Photoconvertible markers for study individual myoblast migration into the macrophage's colony

Abstract

The success of myoblasts transplantation for regeneration in ischemic heart disease is largely determined by their interactions with resident macrophages. Studying their complex, contradictory, and poorly understood interactions requires the development of effective and reliable approaches for labeling and tracking myoblasts. Here, we present a useful approach for studying myoblast migration into macrophage colonies using cell-internalizable thermally treated polyelectrolyte microcapsules containing Rhodamine B (average size is approximately 3.2 ± 0.8 μm). The presented capsules exhibited fluorescence photoconversion properties, allowing for individual fluorescence coding of myoblast cells based on the number of converted and unconverted microcapsules when several capsules were internalized simultaneously. More than 70 % of C2C12 cells internalized the capsules (74 % of which contained more than two). The metabolic activity did not decrease to below 80 %, and proliferation and mobility did not change significantly. The initial cell density during the incubation with the capsules had a significant effect on the uptake efficiency.

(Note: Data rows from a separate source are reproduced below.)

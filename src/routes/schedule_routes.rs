//! Multi-stop schedule endpoint.

use axum::extract::State;
use axum::{routing::get, Json, Router};
use chrono::Utc;

use super::forget_rejected_token;
use crate::models::Leg;
use crate::schedule::build_schedule;
use crate::state::AppState;
use crate::utils::http_helpers::HTTPError;

/// Registers the schedule route.
pub fn routes() -> Router<AppState> {
    Router::new().route("/schedule", get(schedule))
}

/// `GET /schedule`: legs between the configured waypoints, departing now.
///
/// Either every leg is returned or the error of the first failing leg.
async fn schedule(State(state): State<AppState>) -> Result<Json<Vec<Leg>>, HTTPError> {
    let token = state.tokens.get_token().await?;
    let config = &state.config.schedule;

    let schedule = build_schedule(
        &state.routes,
        &token,
        &config.waypoints,
        config.dwell_minutes,
        Utc::now(),
    )
    .await
    .map_err(|e| {
        forget_rejected_token(&state, &e);
        HTTPError::from(e)
    })?;

    Ok(Json(schedule.legs))
}
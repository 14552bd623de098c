use schemars::JsonSchema;
use serde::{Deserialize, Serialize};

/// LoggingConfig controls how we initialize tracing/logging.
#[derive(Deserialize, Serialize, Debug, Clone, JsonSchema)]
pub struct LoggingConfig {
    #[serde(default = "default_level")]
    pub level: String, // e.g. "info", "debug", "warn"
    #[serde(default = "default_format")]
    pub format: String, // e.g. "json", "console"
    #[serde(default = "default_service_name")]
    pub service_name: String,
    #[serde(default = "default_service_version")]
    pub service_version: String,
}

impl Default for LoggingConfig {
    fn default() -> Self {
        Self {
            level: default_level(),
            format: default_format(),
            service_name: default_service_name(),
            service_version: default_service_version(),
        }
    }
}

fn default_level() -> String {
    "info".to_string()
}

fn default_format() -> String {
    "console".to_string()
}

fn default_service_name() -> String {
    env!("CARGO_PKG_NAME").to_string()
}

fn default_service_version() -> String {
    env!("CARGO_PKG_VERSION").to_string()
}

We tracked the migration of individually labeled myoblasts and their daughter cells into a macrophage colony (Raw 264.7) over 96 h. The marked cells purposefully moved with other myoblasts towards the macrophage colony, while the macrophages did not shorten the distance, despite their ability to migrate. This proposed approach may provide valuable insights for future research into the role and interaction of macrophages and myoblasts in cardiac muscle repair and regeneration.